The self-information of an event of probability $p_x$ is defined as $I(p_x)=-\log_2(p_x)$.¹

I fully understand this for equiprobable events of the form $p_x = \frac{1}{2^k}$.
In that case, we want to encode $2^k$ events so we need $\log_2(2^k)=k$ bits.
So $I(p_x)$ should be $\log_2(\frac{1}{p_x}) = -\log_2(p_x)$

However I am confused about the generalization to events of different probabilities and probabilities where $p_x \neq \frac{1}{2^k}$.
Then, I am wondering why $\log$ is a good choice.

I've never come farther as to such tutorials:
http://www.i-programmer.info/babbages-bag/213-information-theory.html
But as I read it they just think about what they want, namely a function $I$ with $I(xy)=I(x)+I(y)$ and then find that $-\log_2(p_x)$ satisfies all their needs. But is $\log$ the only choice they have? $I(x)=0$ works too! What are the exact requirements that we need?
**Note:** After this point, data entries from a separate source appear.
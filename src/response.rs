//! IRC numeric response codes the client engine acts on.
//!
//! # Reference
//! - RFC 2812: Internet Relay Chat: Client Protocol
//! - Modern IRC documentation: <https://modern.ircdocs.horse/>

#![allow(non_camel_case_types)]

use std::str::FromStr;

use crate::message::Message;

/// IRC server response code.
#[derive(Clone, Copy, Debug, PartialEq, Eq, Hash)]
#[repr(u16)]
#[non_exhaustive]
pub enum Response {
    // === Connection Registration (001-099) ===
    /// 001 - Welcome to the IRC network
    RPL_WELCOME = 1,
    /// 005 - Server supported features (ISUPPORT)
    RPL_ISUPPORT = 5,

    // === Command Responses (200-399) ===
    /// 263 - Server dropped the command, try again later
    RPL_TRYAGAIN = 263,
    /// 276 - WHOIS certificate fingerprint
    RPL_WHOISCERTFP = 276,
    /// 301 - Away message
    RPL_AWAY = 301,
    /// 311 - WHOIS user info
    RPL_WHOISUSER = 311,
    /// 312 - WHOIS server info
    RPL_WHOISSERVER = 312,
    /// 313 - WHOIS operator status
    RPL_WHOISOPERATOR = 313,
    /// 315 - End of WHO list
    RPL_ENDOFWHO = 315,
    /// 317 - WHOIS idle time
    RPL_WHOISIDLE = 317,
    /// 318 - End of WHOIS
    RPL_ENDOFWHOIS = 318,
    /// 319 - WHOIS channels
    RPL_WHOISCHANNELS = 319,
    /// 330 - WHOIS account name
    RPL_WHOISACCOUNT = 330,
    /// 335 - WHOIS bot flag
    RPL_WHOISBOT = 335,
    /// 352 - WHO reply
    RPL_WHOREPLY = 352,
    /// 353 - NAMES reply
    RPL_NAMREPLY = 353,
    /// 354 - WHOX reply
    RPL_WHOSPCRPL = 354,
    /// 366 - End of NAMES
    RPL_ENDOFNAMES = 366,
    /// 376 - End of MOTD
    RPL_ENDOFMOTD = 376,

    // === Error Replies (400-599) ===
    /// 400 - Unknown error
    ERR_UNKNOWNERROR = 400,
    /// 401 - No such nick/channel
    ERR_NOSUCHNICK = 401,
    /// 403 - No such channel
    ERR_NOSUCHCHANNEL = 403,
    /// 405 - Too many channels
    ERR_TOOMANYCHANNELS = 405,
    /// 421 - Unknown command
    ERR_UNKNOWNCOMMAND = 421,
    /// 422 - MOTD file missing
    ERR_NOMOTD = 422,
    /// 432 - Erroneous nickname
    ERR_ERRONEOUSNICKNAME = 432,
    /// 433 - Nickname in use
    ERR_NICKNAMEINUSE = 433,
    /// 436 - Nickname collision
    ERR_NICKCOLLISION = 436,
    /// 437 - Resource unavailable
    ERR_UNAVAILRESOURCE = 437,
    /// 461 - Not enough parameters
    ERR_NEEDMOREPARAMS = 461,
    /// 463 - No permission for host
    ERR_NOPERMFORHOST = 463,
    /// 464 - Password incorrect
    ERR_PASSWDMISMATCH = 464,
    /// 465 - You are banned
    ERR_YOUREBANNEDCREEP = 465,
    /// 471 - Channel is full
    ERR_CHANNELISFULL = 471,
    /// 473 - Invite only channel
    ERR_INVITEONLYCHAN = 473,
    /// 474 - Banned from channel
    ERR_BANNEDFROMCHAN = 474,
    /// 475 - Bad channel key
    ERR_BADCHANNELKEY = 475,
    /// 476 - Bad channel mask
    ERR_BADCHANMASK = 476,
    /// 477 - Need registered nick
    ERR_NEEDREGGEDNICK = 477,

    // === Extended Replies (600-999) ===
    /// 671 - WHOIS secure connection
    RPL_WHOISSECURE = 671,
    /// 730 - Monitored nick(s) online
    RPL_MONONLINE = 730,
    /// 731 - Monitored nick(s) offline
    RPL_MONOFFLINE = 731,
    /// 732 - MONITOR list entry
    RPL_MONLIST = 732,
    /// 733 - End of MONITOR list
    RPL_ENDOFMONLIST = 733,
    /// 734 - MONITOR list is full
    ERR_MONLISTFULL = 734,
    /// 900 - Logged in
    RPL_LOGGEDIN = 900,
    /// 901 - Logged out
    RPL_LOGGEDOUT = 901,
    /// 902 - Nick locked
    ERR_NICKLOCKED = 902,
    /// 903 - SASL success
    RPL_SASLSUCCESS = 903,
    /// 904 - SASL failed
    ERR_SASLFAIL = 904,
    /// 905 - SASL message too long
    ERR_SASLTOOLONG = 905,
    /// 906 - SASL aborted
    ERR_SASLABORT = 906,
    /// 907 - Already authenticated
    ERR_SASLALREADY = 907,
    /// 908 - Available SASL mechanisms
    RPL_SASLMECHS = 908,
}

impl Response {
    /// Returns the numeric code as u16
    #[inline]
    pub fn code(&self) -> u16 {
        *self as u16
    }

    /// Creates a Response from a numeric code
    pub fn from_code(code: u16) -> Option<Response> {
        Some(match code {
            1 => Response::RPL_WELCOME,
            5 => Response::RPL_ISUPPORT,
            263 => Response::RPL_TRYAGAIN,
            276 => Response::RPL_WHOISCERTFP,
            301 => Response::RPL_AWAY,
            311 => Response::RPL_WHOISUSER,
            312 => Response::RPL_WHOISSERVER,
            313 => Response::RPL_WHOISOPERATOR,
            315 => Response::RPL_ENDOFWHO,
            317 => Response::RPL_WHOISIDLE,
            318 => Response::RPL_ENDOFWHOIS,
            319 => Response::RPL_WHOISCHANNELS,
            330 => Response::RPL_WHOISACCOUNT,
            335 => Response::RPL_WHOISBOT,
            352 => Response::RPL_WHOREPLY,
            353 => Response::RPL_NAMREPLY,
            354 => Response::RPL_WHOSPCRPL,
            366 => Response::RPL_ENDOFNAMES,
            376 => Response::RPL_ENDOFMOTD,
            400 => Response::ERR_UNKNOWNERROR,
            401 => Response::ERR_NOSUCHNICK,
            403 => Response::ERR_NOSUCHCHANNEL,
            405 => Response::ERR_TOOMANYCHANNELS,
            421 => Response::ERR_UNKNOWNCOMMAND,
            422 => Response::ERR_NOMOTD,
            432 => Response::ERR_ERRONEOUSNICKNAME,
            433 => Response::ERR_NICKNAMEINUSE,
            436 => Response::ERR_NICKCOLLISION,
            437 => Response::ERR_UNAVAILRESOURCE,
            461 => Response::ERR_NEEDMOREPARAMS,
            463 => Response::ERR_NOPERMFORHOST,
            464 => Response::ERR_PASSWDMISMATCH,
            465 => Response::ERR_YOUREBANNEDCREEP,
            471 => Response::ERR_CHANNELISFULL,
            473 => Response::ERR_INVITEONLYCHAN,
            474 => Response::ERR_BANNEDFROMCHAN,
            475 => Response::ERR_BADCHANNELKEY,
            476 => Response::ERR_BADCHANMASK,
            477 => Response::ERR_NEEDREGGEDNICK,
            671 => Response::RPL_WHOISSECURE,
            730 => Response::RPL_MONONLINE,
            731 => Response::RPL_MONOFFLINE,
            732 => Response::RPL_MONLIST,
            733 => Response::RPL_ENDOFMONLIST,
            734 => Response::ERR_MONLISTFULL,
            900 => Response::RPL_LOGGEDIN,
            901 => Response::RPL_LOGGEDOUT,
            902 => Response::ERR_NICKLOCKED,
            903 => Response::RPL_SASLSUCCESS,
            904 => Response::ERR_SASLFAIL,
            905 => Response::ERR_SASLTOOLONG,
            906 => Response::ERR_SASLABORT,
            907 => Response::ERR_SASLALREADY,
            908 => Response::RPL_SASLMECHS,
            _ => return None,
        })
    }

    /// Check if this is an error response (4xx, 5xx, or specific error codes)
    #[inline]
    pub fn is_error(&self) -> bool {
        let code = self.code();
        (400..600).contains(&code) || code == 734 || (902..=907).contains(&code)
    }

    /// Check if this is a SASL-related response (900-908)
    #[inline]
    pub fn is_sasl(&self) -> bool {
        (900..=908).contains(&self.code())
    }

    /// Errors that end registration: there is no point in waiting for
    /// `RPL_WELCOME` after these.
    #[inline]
    pub fn is_registration_fatal(&self) -> bool {
        matches!(
            self,
            Response::ERR_PASSWDMISMATCH
                | Response::ERR_ERRONEOUSNICKNAME
                | Response::ERR_NICKNAMEINUSE
                | Response::ERR_NICKCOLLISION
                | Response::ERR_UNAVAILRESOURCE
                | Response::ERR_NOPERMFORHOST
                | Response::ERR_YOUREBANNEDCREEP
        )
    }

    /// SASL failure numerics.
    #[inline]
    pub fn is_sasl_failure(&self) -> bool {
        matches!(
            self,
            Response::ERR_NICKLOCKED
                | Response::ERR_SASLFAIL
                | Response::ERR_SASLTOOLONG
                | Response::ERR_SASLABORT
                | Response::ERR_SASLALREADY
        )
    }

    /// Generic errors whose second parameter names the failed command.
    #[inline]
    pub fn is_command_error(&self) -> bool {
        matches!(
            self,
            Response::ERR_UNKNOWNCOMMAND
                | Response::ERR_UNKNOWNERROR
                | Response::ERR_NEEDMOREPARAMS
                | Response::RPL_TRYAGAIN
        )
    }

    /// Errors a JOIN can fail with; the second parameter is the channel.
    #[inline]
    pub fn is_join_error(&self) -> bool {
        matches!(
            self,
            Response::ERR_NOSUCHCHANNEL
                | Response::ERR_TOOMANYCHANNELS
                | Response::ERR_BANNEDFROMCHAN
                | Response::ERR_INVITEONLYCHAN
                | Response::ERR_BADCHANNELKEY
                | Response::ERR_CHANNELISFULL
                | Response::ERR_NEEDREGGEDNICK
                | Response::ERR_BADCHANMASK
        )
    }

    /// Check if this is a WHOIS-related response
    #[inline]
    pub fn is_whois_related(&self) -> bool {
        matches!(
            self,
            Response::RPL_AWAY
                | Response::RPL_WHOISUSER
                | Response::RPL_WHOISSERVER
                | Response::RPL_WHOISOPERATOR
                | Response::RPL_WHOISIDLE
                | Response::RPL_WHOISCHANNELS
                | Response::RPL_WHOISACCOUNT
                | Response::RPL_WHOISBOT
                | Response::RPL_WHOISCERTFP
                | Response::RPL_WHOISSECURE
        )
    }
}

impl FromStr for Response {
    type Err = ParseResponseError;

    fn from_str(s: &str) -> Result<Self, Self::Err> {
        let code: u16 = s.parse().map_err(|_| ParseResponseError::InvalidFormat)?;
        Response::from_code(code).ok_or(ParseResponseError::UnknownCode(code))
    }
}

impl std::fmt::Display for Response {
    fn fmt(&self, f: &mut std::fmt::Formatter<'_>) -> std::fmt::Result {
        write!(f, "{:03}", self.code())
    }
}

/// Error when parsing a response code
#[derive(Debug, Clone, PartialEq, Eq)]
#[non_exhaustive]
pub enum ParseResponseError {
    /// The string was not a valid number
    InvalidFormat,
    /// The numeric code is not a known response
    UnknownCode(u16),
}

impl std::fmt::Display for ParseResponseError {
    fn fmt(&self, f: &mut std::fmt::Formatter<'_>) -> std::fmt::Result {
        match self {
            Self::InvalidFormat => write!(f, "invalid response code format"),
            Self::UnknownCode(code) => write!(f, "unknown response code: {}", code),
        }
    }
}

impl std::error::Error for ParseResponseError {}

impl Message {
    /// The known numeric of this message, if it is one.
    pub fn response(&self) -> Option<Response> {
        if !self.is_numeric() {
            return None;
        }
        self.command.parse().ok()
    }
}
impl Client {
    /// Create a client for `config.url`.
    ///
    /// Spawns the connection task, so it must be called from within a
    /// tokio runtime. Nothing connects until [`Client::connect`].
    pub fn new(config: ClientConfig) -> Self {
        let connector = UrlConnector::new(config.url.clone());
        Self::with_connector(config, connector)
    }

    /// Create a client that opens its transports with `connector`.
    pub fn with_connector(config: ClientConfig, connector: impl Connector) -> Self {
        let (requests, requests_rx) = mpsc::unbounded_channel();
        let (events, _) = broadcast::channel(EVENT_CAPACITY);
        let (status_tx, status) = watch::channel(Status::Disconnected);

        let inner = Arc::new(Inner {
            requests,
            events: events.clone(),
            status,
            whox_token: AtomicU16::new(0),
            history_page_size: config.history_page_size.max(1),
            history_budget: config.history_budget,
        });
        let driver = Driver::new(config, Arc::new(connector), requests_rx, events, status_tx);
        tokio::spawn(driver.run());

        Client { inner }
    }

    fn request(&self, request: Request) -> Result<(), ClientError> {
        self.inner
            .requests
            .send(request)
            .map_err(|_| ClientError::Shutdown)
    }

    /// Open the connection. Failures are reported as [`Event::Error`].
    pub fn connect(&self) {
        let _ = self.request(Request::Connect);
    }

    /// Close the connection and cancel any pending reconnect.
    pub fn disconnect(&self) {
        let _ = self.request(Request::Disconnect);
    }

    /// Report network availability. While offline, reconnects wait for the
    /// network to return instead of running the backoff timer.
    pub fn set_online(&self, online: bool) {
        let _ = self.request(Request::SetOnline(online));
    }

    /// Listen to status changes, messages and errors.
    ///
    /// Each call returns an independent receiver; drop it to unsubscribe.
    pub fn subscribe(&self) -> broadcast::Receiver<Event> {
        self.inner.events.subscribe()
    }

    /// Current connection status.
    pub fn status(&self) -> Status {
        *self.inner.status.borrow()
    }

    /// Watch the connection status.
    pub fn watch_status(&self) -> watch::Receiver<Status> {
        self.inner.status.clone()
    }

    /// Send a raw message.
    pub async fn send(&self, msg: Message) -> Result<(), ClientError> {
        let (tx, rx) = oneshot::channel();
        self.request(Request::Send(msg, tx))?;
        rx.await.map_err(|_| ClientError::Shutdown)?
    }

    async fn inspect<T, F>(&self, f: F) -> Result<T, ClientError>
    where
        T: Send + 'static,
        F: FnOnce(&Session) -> T + Send + 'static,
    {
        let (tx, rx) = oneshot::channel();
        self.request(Request::Inspect(Box::new(move |session| {
            let _ = tx.send(f(session));
        })))?;
        rx.await.map_err(|_| ClientError::Shutdown)
    }

    /// Snapshot of the server's ISUPPORT tokens.
    pub async fn isupport(&self) -> Result<Isupport, ClientError> {
        self.inspect(|session| session.isupport().clone()).await
    }

    /// Our current nickname.
    pub async fn nick(&self) -> Result<String, ClientError> {
        self.inspect(|session| session.nick().to_owned()).await
    }

    /// Send `msg` and wait until `done` resolves it.
    ///
    /// `done` sees every message dispatched after `msg` was sent, and
    /// returns `Ok(None)` to keep waiting. Replies carrying another
    /// request's label are not offered. A `FAIL` or generic error numeric
    /// naming `msg`'s command rejects the request, as does the connection
    /// closing.
    pub async fn roundtrip<T, F>(&self, msg: Message, done: F) -> Result<T, ClientError>
    where
        T: Send + 'static,
        F: FnMut(&Inbound, &Context<'_>) -> Result<Option<T>, ClientError> + Send + 'static,
    {
        self.roundtrip_in(None, msg, done).await
    }

    async fn roundtrip_in<T, F>(
        &self,
        family: Option<Family>,
        msg: Message,
        done: F,
    ) -> Result<T, ClientError>
    where
        T: Send + 'static,
        F: FnMut(&Inbound, &Context<'_>) -> Result<Option<T>, ClientError> + Send + 'static,
    {
        let (tx, rx) = oneshot::channel();
        self.request(Request::Roundtrip {
            msg,
            family,
            pending: Box::new(Waiter::new(done, tx)),
        })?;
        rx.await.map_err(|_| ClientError::Shutdown)?
    }

    /// Join `channel`, resolving with our own JOIN echo.
    pub async fn join(&self, channel: &str, key: Option<&str>) -> Result<Message, ClientError> {
        let mut params = vec![channel.to_owned()];
        params.extend(key.map(str::to_owned));
        let channel = channel.to_owned();

        self.roundtrip(Message::new("JOIN", params), move |inbound, ctx| {
            let msg = &inbound.message;
            let for_channel = |idx| msg.param(idx).is_some_and(|c| ctx.names_equal(c, &channel));
            if msg.command == "JOIN" && msg.source_name().is_some_and(|s| ctx.is_me(s)) && for_channel(0) {
                return Ok(Some(msg.clone()));
            }
            match msg.response() {
                Some(r) if r.is_join_error() && for_channel(1) => Err(ClientError::irc(msg.clone())),
                _ => Ok(None),
            }
        })
        .await
    }

    /// List the users matching `mask`.
    ///
    /// Uses WHOX when the server advertises it. Only one WHO is in flight
    /// at a time; later calls wait their turn.
    pub async fn who(&self, mask: &str) -> Result<Vec<WhoReply>, ClientError> {
        let whox = self.inspect(|session| session.isupport().whox()).await?;
        let token = whox.then(|| self.next_whox_token().to_string());
        let msg = match &token {
            Some(token) => Message::new("WHO", [mask.to_owned(), format!("%{},{}", WHOX_FIELDS, token)]),
            None => Message::new("WHO", [mask]),
        };
        let mask = mask.to_owned();

        self.roundtrip_in(Some(Family::Who), msg, move |inbound, ctx| {
            let msg = &inbound.message;
            if msg.response() != Some(Response::RPL_ENDOFWHO)
                || !msg.param(1).is_some_and(|m| ctx.names_equal(m, &mask))
            {
                return Ok(None);
            }
            let lines = inbound.list.as_deref().unwrap_or_default();
            let replies: Vec<WhoReply> = match &token {
                Some(token) => lines
                    .iter()
                    .filter_map(|line| WhoReply::from_whox(line, token))
                    .collect(),
                None => lines
                    .iter()
                    .map(WhoReply::from_classic)
                    .collect::<Result<Vec<_>, _>>()?,
            };
            Ok(Some(replies))
        })
        .await
    }

    fn next_whox_token(&self) -> u16 {
        let prev = self
            .inner
            .whox_token
            .fetch_update(Ordering::Relaxed, Ordering::Relaxed, |t| {
                Some((t + 1) % WHOX_TOKEN_LIMIT)
            });
        // The closure never returns None.
        prev.unwrap_or_else(|t| t)
    }

    /// Query WHOIS information about `nick`.
    pub async fn whois(&self, nick: &str) -> Result<WhoisReply, ClientError> {
        let target = nick.to_owned();
        self.roundtrip(Message::new("WHOIS", [nick]), move |inbound, ctx| {
            let msg = &inbound.message;
            let about_target = msg.param(1).is_some_and(|n| ctx.names_equal(n, &target));
            match msg.response() {
                Some(Response::RPL_ENDOFWHOIS) if about_target => Ok(Some(WhoisReply::from_lines(
                    &target,
                    inbound.list.as_deref().unwrap_or_default(),
                ))),
                Some(Response::ERR_NOSUCHNICK) if about_target => Err(ClientError::irc(msg.clone())),
                _ => Ok(None),
            }
        })
        .await
    }

    /// List the members of `channel`.
    pub async fn names(&self, channel: &str) -> Result<Vec<NamesMember>, ClientError> {
        let target = channel.to_owned();
        self.roundtrip(Message::new("NAMES", [channel]), move |inbound, ctx| {
            let msg = &inbound.message;
            if msg.response() != Some(Response::RPL_ENDOFNAMES)
                || !msg.param(1).is_some_and(|c| ctx.names_equal(c, &target))
            {
                return Ok(None);
            }
            let lines = inbound.list.as_deref().unwrap_or_default();
            Ok(Some(parse_names(lines, &ctx.isupport().memberships())))
        })
        .await
    }

    /// Send `msg` and collect the batch of type `kind` it produces.
    pub async fn fetch_batch(&self, msg: Message, kind: &str) -> Result<BatchResult, ClientError> {
        self.fetch_batch_in(None, msg, kind).await
    }

    async fn fetch_batch_in(
        &self,
        family: Option<Family>,
        msg: Message,
        kind: &str,
    ) -> Result<BatchResult, ClientError> {
        let kind = kind.to_owned();
        let mut name: Option<String> = None;
        let mut messages = Vec::new();

        self.roundtrip_in(family, msg, move |inbound, ctx| {
            let msg = &inbound.message;
            if msg.command == "BATCH" {
                let reference = msg.param(0).unwrap_or_default();
                if let Some(opened) = reference.strip_prefix('+') {
                    if name.is_none() && msg.param(1) == Some(kind.as_str()) {
                        name = Some(opened.to_owned());
                    }
                } else if let Some(closed) = reference.strip_prefix('-') {
                    if name.as_deref() == Some(closed) {
                        let batch = ctx.batch(closed).cloned().ok_or_else(|| {
                            ClientError::MalformedReply(format!("unknown batch {}", closed))
                        })?;
                        return Ok(Some(BatchResult {
                            batch,
                            messages: std::mem::take(&mut messages),
                        }));
                    }
                }
                return Ok(None);
            }
            if name.as_deref().is_some_and(|n| inbound.in_batch(n)) {
                messages.push(msg.clone());
            }
            Ok(None)
        })
        .await
    }

    async fn history_limit(&self) -> Result<usize, ClientError> {
        let max = self.inspect(|session| session.isupport().chathistory()).await?;
        let page = self.inner.history_page_size;
        // 0: the server did not advertise a limit.
        Ok(match max {
            0 => page,
            max => page.min(max),
        })
    }

    /// Fetch the page of messages in `target` sent before `before`.
    ///
    /// `more` is set when the page is full.
    pub async fn fetch_history_before(
        &self,
        target: &str,
        before: DateTime<Utc>,
    ) -> Result<HistoryPage, ClientError> {
        let limit = self.history_limit().await?;
        let msg = Message::new(
            "CHATHISTORY",
            [
                "BEFORE".to_owned(),
                target.to_owned(),
                format!("timestamp={}", format_datetime(&before)),
                limit.to_string(),
            ],
        );
        let result = self
            .fetch_batch_in(Some(Family::ChatHistory), msg, CHATHISTORY_BATCH)
            .await?;
        Ok(HistoryPage {
            more: result.messages.len() >= limit,
            messages: result.messages,
        })
    }

    /// Fetch every message in `target` between `after` and `before`,
    /// oldest first.
    ///
    /// Pages are requested until one comes back short, each starting at the
    /// last timestamp received. Fails with
    /// [`ClientError::HistoryBudgetExceeded`] once the configured budget is
    /// reached with more pages pending.
    pub async fn fetch_history_between(
        &self,
        target: &str,
        after: DateTime<Utc>,
        before: DateTime<Utc>,
    ) -> Result<Vec<Message>, ClientError> {
        let limit = self.history_limit().await?;
        let budget = self.inner.history_budget;
        let mut collected = Vec::new();
        let mut start = after;

        loop {
            let msg = Message::new(
                "CHATHISTORY",
                [
                    "BETWEEN".to_owned(),
                    target.to_owned(),
                    format!("timestamp={}", format_datetime(&start)),
                    format!("timestamp={}", format_datetime(&before)),
                    limit.to_string(),
                ],
            );
            let page = self
                .fetch_batch_in(Some(Family::ChatHistory), msg, CHATHISTORY_BATCH)
                .await?
                .messages;
            let full = page.len() >= limit;
            let last = page
                .last()
                .and_then(|m| m.server_time())
                .and_then(parse_server_time);
            collected.extend(page);

            let Some(last) = last.filter(|_| full) else {
                return Ok(collected);
            };
            if collected.len() >= budget {
                return Err(ClientError::HistoryBudgetExceeded(budget));
            }
            start = last;
        }
    }

    /// List conversations with activity between `from` and `to`.
    pub async fn fetch_history_targets(
        &self,
        from: DateTime<Utc>,
        to: DateTime<Utc>,
    ) -> Result<Vec<HistoryTarget>, ClientError> {
        let limit = self.history_limit().await?;
        let msg = Message::new(
            "CHATHISTORY",
            [
                "TARGETS".to_owned(),
                format!("timestamp={}", format_datetime(&from)),
                format!("timestamp={}", format_datetime(&to)),
                limit.to_string(),
            ],
        );
        let result = self
            .fetch_batch_in(Some(Family::ChatHistory), msg, CHATHISTORY_TARGETS_BATCH)
            .await?;
        Ok(result
            .messages
            .iter()
            .filter_map(HistoryTarget::from_message)
            .collect())
    }

    /// List the networks of a soju bouncer.
    pub async fn list_bouncer_networks(&self) -> Result<Vec<BouncerNetwork>, ClientError> {
        let result = self
            .fetch_batch(Message::new("BOUNCER", ["LISTNETWORKS"]), BOUNCER_NETWORKS_BATCH)
            .await?;
        Ok(result
            .messages
            .iter()
            .filter_map(BouncerNetwork::from_message)
            .collect())
    }

    /// Track `targets` with MONITOR; the list survives reconnects.
    pub fn monitor<I, S>(&self, targets: I) -> Result<(), ClientError>
    where
        I: IntoIterator<Item = S>,
        S: Into<String>,
    {
        self.request(Request::Monitor(targets.into_iter().map(Into::into).collect()))
    }

    /// Stop tracking `targets`.
    pub fn unmonitor<I, S>(&self, targets: I) -> Result<(), ClientError>
    where
        I: IntoIterator<Item = S>,
        S: Into<String>,
    {
        self.request(Request::Unmonitor(targets.into_iter().map(Into::into).collect()))
    }
}
//! Message serialization to wire format.

use std::fmt;

use super::tags::format_tags;
use super::types::Message;

impl Message {
    /// Whether parameter `param` must be sent as a `:`-prefixed trailing.
    fn needs_colon(param: &str) -> bool {
        param.is_empty() || param.starts_with(':') || param.contains(' ')
    }
}

/// Formats the message as a CRLF-terminated wire line.
///
/// The last parameter is emitted with a leading `:` whenever there is more
/// than one parameter, or when it is empty, starts with `:` or contains a
/// space. Middle parameters are emitted verbatim.
impl fmt::Display for Message {
    fn fmt(&self, f: &mut fmt::Formatter<'_>) -> fmt::Result {
        if !self.tags.is_empty() {
            write!(f, "@{} ", format_tags(&self.tags))?;
        }
        if let Some(prefix) = &self.prefix {
            write!(f, ":{} ", prefix)?;
        }
        f.write_str(&self.command)?;

        if let Some((last, middle)) = self.params.split_last() {
            for param in middle {
                write!(f, " {}", param)?;
            }
            if self.params.len() > 1 || Self::needs_colon(last) {
                write!(f, " :{}", last)?;
            } else {
                write!(f, " {}", last)?;
            }
        }
        f.write_str("\r\n")
    }
}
And why do we finally choose $I(p_x)=-\log_2(p_x)$?

¹I know $2$ is just the special case for bits, chosen for simplicity.

Solution

Though it is more common to discuss axiomatic derivation of the expectaion of $I(\cdot)$, that it, the entropy function (to which, several sets of axioms exist, see here), for the self information $I(\cdot)$, we usually care about the following properties (as defined by Shannon):

  • If the event happens with certainty, there is no information in it. Thus, if $p=1$, $I(p)=0$



  • Furthermore, $I(p)$ must be decreasing with $p$: the more likely the event is, the less information it gives us (or alternatively, the more surprising the event is, the more information its occurrence contains)



  • As you mentioned, we want that the information of two independent events will add up: $I(p_xp_y)=I(p_x)+I(p_y)$. The event of both $X$ and $Y$ occurring has probability $p_x\cdot p_y$ if independent.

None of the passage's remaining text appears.